The article by Banegas et al13 has several merits that make its conclusions reliable. First, I am not aware of any other study that has examined BP control not only by office but also by a much more complex method, such as ambulatory BP monitoring, in such a large number of patients. Furthermore, selection of patients and physicians was such as to truly reflect the state of hypertension management in the country involved. Finally, the technical requirements for acceptance of ambulatory BP monitorings were such as to make the data quality adequate, a task particularly difficult to achieve in the clinical practice setting. Some considerations, however, may limit the optimistic implications of these results for BP control in the clinical practice. First, although ambulatory BP was recorded for 24 hours, data on nighttime BP values were not reported, which keeps open the possibility that in some subjects in which daytime BP was controlled, nighttime values remained above their normal limits. This may be clinically relevant, because night BP is prognostically important and its relationship with cardiovascular outcome steeper than that of daytime values.1416 Second, the pattern characterized by an elevated office and a normal ambulatory BP may have preceded treatment because of the high prevalence (
30%), in the untreated hypertensive population, of white-coat or isolated office hypertension.17 In other words, in at least part of the treated subjects of the study, the greater rate of ambulatory BP normality could have been present before the therapeutic intervention rather than resulting from it. Finally, there is evidence that individuals in whom ambulatory BP is normal but office BP is elevated are at greater cardiovascular risk than those in which ambulatory and office BPs are both normal.1820 Indeed, analysis of the data obtained in the Pressioni Arteriose Monitorate E Loro Associazioni (PAMELA) population shows that, compared with subjects in whom office, home, and 24-hour BPs are all normal, the 12-year rate of cardiovascular death was progressively greater when 1, 2, or all 3 of these BPs were elevated (Figure),19 the differences occurring also after adjustment for between-group discrepancies in age and gender.
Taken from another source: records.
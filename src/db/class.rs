use sqlx::Row;

use super::store::{count_of, ClassDeletePolicy, ShowStore};
use super::StoreError;
use crate::models::{Class, ClassName, Offset, PrizeMoney, PAGE_SIZE};

const FIND_CLASS: &str = "SELECT id, name, prize_money FROM classes WHERE id = $1";
const FIND_CLASS_NAME: &str = "SELECT name FROM classes WHERE id = $1";
const SORTED_CLASSES: &str =
    "SELECT id, name, prize_money FROM classes ORDER BY id ASC LIMIT $1 OFFSET $2";
const COUNT_CLASSES: &str = "SELECT COUNT(*) AS count FROM classes";
const ADD_CLASS: &str = "INSERT INTO classes (name, prize_money) VALUES ($1, $2)";
const UPDATE_NAME: &str = "UPDATE classes SET name = $1 WHERE id = $2";
const UPDATE_PRIZE_MONEY: &str = "UPDATE classes SET prize_money = $1 WHERE id = $2";
const DELETE_CLASS: &str = "DELETE FROM classes WHERE id = $1";
const COUNT_CLASS_ENTRIES: &str = "SELECT COUNT(*) AS count FROM entries WHERE class_id = $1";
const DELETE_CLASS_ENTRIES: &str = "DELETE FROM entries WHERE class_id = $1";

impl ShowStore {
    pub async fn load_class(&self, class_id: i32) -> Result<Option<Class>, StoreError> {
        let outcome = self.executor.fetch(FIND_CLASS, &[class_id.into()]).await?;
        Ok(outcome.first_as()?)
    }

    pub async fn class_name(&self, class_id: i32) -> Result<Option<String>, StoreError> {
        let outcome = self.executor.fetch(FIND_CLASS_NAME, &[class_id.into()]).await?;
        match outcome.rows.first() {
            Some(row) => Ok(Some(row.try_get("name")?)),
            None => Ok(None),
        }
    }

    /// One page of classes, oldest first
    pub async fn sorted_classes(&self, offset: Offset) -> Result<Vec<Class>, StoreError> {
        let outcome = self
            .executor
            .fetch(SORTED_CLASSES, &[PAGE_SIZE.into(), offset.value().into()])
            .await?;
        Ok(outcome.all_as()?)
    }

    pub async fn count_classes(&self) -> Result<i64, StoreError> {
        let outcome = self.executor.fetch(COUNT_CLASSES, &[]).await?;
        Ok(count_of(&outcome)?)
    }

    pub async fn add_class(&self, name: &ClassName, prize_money: PrizeMoney) -> Result<bool, StoreError> {
        let outcome = self
            .executor
            .execute(ADD_CLASS, &[name.as_str().into(), prize_money.value().into()])
            .await?;
        tracing::info!(actor = self.actor(), name = name.as_str(), "class added");
        Ok(outcome.affected_any())
    }

    /// Rename a class and set its prize money together; neither change
    /// sticks unless both apply.
    pub async fn update_class(
        &self,
        class_id: i32,
        name: &ClassName,
        prize_money: PrizeMoney,
    ) -> Result<bool, StoreError> {
        let updated = self
            .write_all(&[
                (UPDATE_NAME, vec![name.as_str().into(), class_id.into()]),
                (UPDATE_PRIZE_MONEY, vec![prize_money.value().into(), class_id.into()]),
            ])
            .await?;
        if updated {
            tracing::info!(actor = self.actor(), class_id, "class updated");
        }
        Ok(updated)
    }

    /// Delete a class, handling its entries per the configured policy.
    ///
    /// `Ok(false)` when no such class exists.
    pub async fn delete_class(&self, class_id: i32) -> Result<bool, StoreError> {
        let mut tx = self.executor.begin().await?;

        match self.settings.class_delete_policy {
            ClassDeletePolicy::Restrict => {
                let outcome = self
                    .executor
                    .fetch_in(&mut tx, COUNT_CLASS_ENTRIES, &[class_id.into()])
                    .await?;
                let entries = count_of(&outcome)?;
                if entries > 0 {
                    tx.rollback().await?;
                    return Err(StoreError::ClassHasEntries { class_id, entries });
                }
            }
            ClassDeletePolicy::Cascade => {
                let scratched = self
                    .executor
                    .execute_in(&mut tx, DELETE_CLASS_ENTRIES, &[class_id.into()])
                    .await?;
                if scratched.affected_any() {
                    tracing::debug!(class_id, entries = scratched.row_count, "scratching entries of deleted class");
                }
            }
        }

        let deleted = match self
            .executor
            .execute_in(&mut tx, DELETE_CLASS, &[class_id.into()])
            .await
        {
            Ok(outcome) => outcome.affected_any(),
            // An entry was filed after the check above
            Err(sqlx::Error::Database(e)) if e.is_foreign_key_violation() => {
                tx.rollback().await?;
                let entries = self.count_entries(class_id).await?;
                return Err(StoreError::ClassHasEntries { class_id, entries });
            }
            Err(e) => return Err(e.into()),
        };

        if deleted {
            tx.commit().await?;
            tracing::info!(actor = self.actor(), class_id, "class deleted");
        } else {
            tx.rollback().await?;
        }
        Ok(deleted)
    }
}
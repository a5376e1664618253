pub mod account;
pub mod class;
pub mod entry;
pub mod pagination;
pub mod validation;

pub use account::{CreateAccountForm, Email, NewPassword, SignInForm, MAX_PASSWORD_LENGTH};
pub use class::{Class, ClassForm, ClassName, PrizeMoney};
pub use entry::{EditEntryForm, Entry, HorseName, HorseNumber, NewEntryForm, RiderName};
pub use pagination::{Offset, Page, PageParams, Paginated, PAGE_SIZE};
pub use validation::ValidationError;
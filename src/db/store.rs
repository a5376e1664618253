//! Persistence facade over the query executor.
//!
//! One `ShowStore` is built per request from the executor and the session's
//! username. It performs no authorization of its own; callers decide who may
//! call what. Results are normalised: writes return `bool` (a row was
//! affected), reads-by-id return `Option`, listings return a possibly-empty
//! `Vec`.

use std::str::FromStr;

use sqlx::Row;

use super::executor::{Param, QueryExecutor, QueryOutcome};
use super::StoreError;

/// What happens to a class's entries when the class is deleted
#[derive(Debug, Clone, Copy, Default, PartialEq, Eq)]
pub enum ClassDeletePolicy {
    /// Scratch the entries together with the class
    #[default]
    Cascade,
    /// Refuse to delete a class that still has entries
    Restrict,
}

impl FromStr for ClassDeletePolicy {
    type Err = String;

    fn from_str(s: &str) -> Result<Self, Self::Err> {
        match s.trim().to_lowercase().as_str() {
            "cascade" => Ok(ClassDeletePolicy::Cascade),
            "restrict" => Ok(ClassDeletePolicy::Restrict),
            _ => Err(format!("Unknown class delete policy: {}", s)),
        }
    }
}

#[derive(Debug, Clone, Copy)]
pub struct StoreSettings {
    pub bcrypt_cost: u32,
    pub class_delete_policy: ClassDeletePolicy,
}

pub struct ShowStore {
    pub(super) executor: QueryExecutor,
    pub(super) settings: StoreSettings,
    username: Option<String>,
}

impl ShowStore {
    pub fn new(executor: QueryExecutor, username: Option<String>, settings: StoreSettings) -> Self {
        Self {
            executor,
            settings,
            username,
        }
    }

    /// Username recorded against writes in the log
    pub(super) fn actor(&self) -> &str {
        self.username.as_deref().unwrap_or("anonymous")
    }

    /// Apply every write in one transaction, committing only if each one
    /// affected a row. Any failure rolls the whole set back.
    pub(super) async fn write_all(&self, writes: &[(&str, Vec<Param>)]) -> Result<bool, StoreError> {
        let mut tx = self.executor.begin().await?;

        for (statement, params) in writes {
            let outcome = self.executor.execute_in(&mut tx, statement, params).await?;
            if !outcome.affected_any() {
                tx.rollback().await?;
                return Ok(false);
            }
        }

        tx.commit().await?;
        Ok(true)
    }
}

/// Read the `count` column of a `SELECT COUNT(*) AS count` result.
pub(super) fn count_of(outcome: &QueryOutcome) -> Result<i64, sqlx::Error> {
    match outcome.rows.first() {
        Some(row) => row.try_get("count"),
        None => Ok(0),
    }
}

#[cfg(test)]
pub(crate) fn test_store(pool: sqlx::PgPool, policy: ClassDeletePolicy) -> ShowStore {
    ShowStore::new(
        QueryExecutor::new(pool),
        Some("admin".to_string()),
        StoreSettings {
            bcrypt_cost: 4,
            class_delete_policy: policy,
        },
    )
}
This supports the clinical importance of the data obtained by Banegas et al,13 because patients with an increased office BP and a normal ambulatory BP appear to be at lower risk than those in whom also ambulatory BP is elevated. It also emphasizes, however, that an uncontrolled office BP is associated with a higher-than-optimal risk and that the ideal treatment should control both "in-office" and "out-of-office" BPs.